(TRY IT): Copy out the entries that follow, exactly as written.

══ GIVEN DATA ══

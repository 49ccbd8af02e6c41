//! Prompt templates for LLM-powered stages
//!
//! These templates use basic `format!()` interpolation for type safety.
//! Missing variables will cause compile-time errors.

/// Generate a prompt for extracting atomic facts from normalized text.
///
/// The atomization rules mirror what the downstream classifier expects:
/// one fact per attribute, names preserved, numbers and dates verbatim.
///
/// # Example
/// ```
/// use engram::llm::prompts::fact_extraction_prompt;
///
/// let prompt = fact_extraction_prompt("Sarah works at Acme and loves sushi");
/// assert!(prompt.contains("Acme"));
/// ```
pub fn fact_extraction_prompt(content: &str) -> String {
    format!(
        r#"Extract atomic facts about the user (or named third parties) from the following text.
Return as a JSON array of fact objects with "content", "kind", "is_permanent", and "confidence" fields.

Atomization rules:
- One fact = one attribute. Split compound statements into separate facts.
- Preserve names exactly as written. Only say "User" when no name is given.
- Preserve roles, numbers, amounts, and dates verbatim; never round or reword them.
- Infer compound labels from behavior when clear (e.g. "eats no meat" implies a vegetarian diet).

Kinds:
- fact: objective information (occupation, location, age, skills, relationships)
- preference: choices, likes, dislikes, favorites
- event: dated occurrences (meetings, deadlines, appointments, trips)

is_permanent: true for biographical/identity facts (name, birthday, education, origin,
family), false for current/contextual state ("currently working on...", "this week...").

Confidence: a score from 0.0 to 1.0 indicating how certain you are about this fact.

Text:
{content}

Respond with valid JSON only. Example format:
[
  {{"content": "Sarah Johnson works at Acme Corp", "kind": "fact", "is_permanent": false, "confidence": 0.9}},
  {{"content": "User's favorite tea is oolong", "kind": "preference", "is_permanent": false, "confidence": 0.85}},
  {{"content": "User has a dentist appointment on 2026-03-02", "kind": "event", "is_permanent": false, "confidence": 0.9}}
]"#
    )
}

/// Generate a prompt for expanding a search query before embedding.
pub fn query_expansion_prompt(query: &str) -> String {
    format!(
        r#"Rewrite the following search query to improve semantic retrieval over a store of
short personal facts. Expand abbreviations, add likely synonyms, and keep the intent.
Keep it to a single line. Do not answer the query.

Query: {query}

Respond with only the rewritten query text, nothing else."#
    )
}

/// Generate a prompt that produces a short title and summary for ingested text.
pub fn title_summary_prompt(content: &str) -> String {
    format!(
        r#"Write a short title (at most 8 words) and a one-sentence summary for the
following text. Return a JSON object with "title" and "summary" fields.

Text:
{content}

Respond with valid JSON only. Example format:
{{"title": "Team planning notes", "summary": "Notes covering the Q3 roadmap and hiring plans."}}"#
    )
}

/// Generate a prompt that scores search results for relevance to a query.
///
/// Expects a JSON array of numbers between 0.0 and 1.0, one per result, in
/// input order.
pub fn rerank_prompt(query: &str, results: &[&str]) -> String {
    let numbered = results
        .iter()
        .enumerate()
        .map(|(i, r)| format!("{}. {}", i + 1, r))
        .collect::<Vec<_>>()
        .join("\n");

    format!(
        r#"Score each result below for relevance to the query. Return a JSON array of
numbers between 0.0 (irrelevant) and 1.0 (highly relevant), one per result,
in the same order.

Query: {query}

Results:
{numbered}

Respond with valid JSON only, e.g. [0.9, 0.2, 0.75]"#
    )
}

═══

(REPLY TO THE EXERCISE):
repository 49ccbd8af02e6c41
//! Prompt templates for LLM-powered stages
//!
//! These templates use basic `format!()` interpolation for type safety.
//! Missing variables will cause compile-time errors.

/// Generate a prompt for extracting atomic facts from normalized text.
///
/// The atomization rules mirror what the downstream classifier expects:
/// one fact per attribute, names preserved, numbers and dates verbatim.
///
/// # Example
/// ```
/// use engram::llm::prompts::fact_extraction_prompt;
///
/// let prompt = fact_extraction_prompt("Sarah works at Acme and loves sushi");
/// assert!(prompt.contains("Acme"));
/// ```
pub fn fact_extraction_prompt(content: &str) -> String {
    format!(
        r#"Extract atomic facts about the user (or named third parties) from the following text.
Return as a JSON array of fact objects with "content", "kind", "is_permanent", and "confidence" fields.

Atomization rules:
- One fact = one attribute. Split compound statements into separate facts.
- Preserve names exactly as written. Only say "User" when no name is given.
- Preserve roles, numbers, amounts, and dates verbatim; never round or reword them.
- Infer compound labels from behavior when clear (e.g. "eats no meat" implies a vegetarian diet).

Kinds:
- fact: objective information (occupation, location, age, skills, relationships)
- preference: choices, likes, dislikes, favorites
- event: dated occurrences (meetings, deadlines, appointments, trips)

is_permanent: true for biographical/identity facts (name, birthday, education, origin,
family), false for current/contextual state ("currently working on...", "this week...").

Confidence: a score from 0.0 to 1.0 indicating how certain you are about this fact.

Text:
{content}

Respond with valid JSON only. Example format:
[
  {{"content": "Sarah Johnson works at Acme Corp", "kind": "fact", "is_permanent": false, "confidence": 0.9}},
  {{"content": "User's favorite tea is oolong", "kind": "preference", "is_permanent": false, "confidence": 0.85}},
  {{"content": "User has a dentist appointment on 2026-03-02", "kind": "event", "is_permanent": false, "confidence": 0.9}}
]"#
    )
}

/// Generate a prompt for expanding a search query before embedding.
pub fn query_expansion_prompt(query: &str) -> String {
    format!(
        r#"Rewrite the following search query to improve semantic retrieval over a store of
short personal facts. Expand abbreviations, add likely synonyms, and keep the intent.
Keep it to a single line. Do not answer the query.

Query: {query}

Respond with only the rewritten query text, nothing else."#
    )
}

/// Generate a prompt that produces a short title and summary for ingested text.
pub fn title_summary_prompt(content: &str) -> String {
    format!(
        r#"Write a short title (at most 8 words) and a one-sentence summary for the
following text. Return a JSON object with "title" and "summary" fields.

Text:
{content}

Respond with valid JSON only. Example format:
{{"title": "Team planning notes", "summary": "Notes covering the Q3 roadmap and hiring plans."}}"#
    )
}

/// Generate a prompt that scores search results for relevance to a query.
///
/// Expects a JSON array of numbers between 0.0 and 1.0, one per result, in
/// input order.
pub fn rerank_prompt(query: &str, results: &[&str]) -> String {
    let numbered = results
        .iter()
        .enumerate()
        .map(|(i, r)| format!("{}. {}", i + 1, r))
        .collect::<Vec<_>>()
        .join("\n");

    format!(
        r#"Score each result below for relevance to the query. Return a JSON array of
numbers between 0.0 (irrelevant) and 1.0 (highly relevant), one per result,
in the same order.

Query: {query}

Results:
{numbered}

Respond with valid JSON only, e.g. [0.9, 0.2, 0.75]"#
    )
}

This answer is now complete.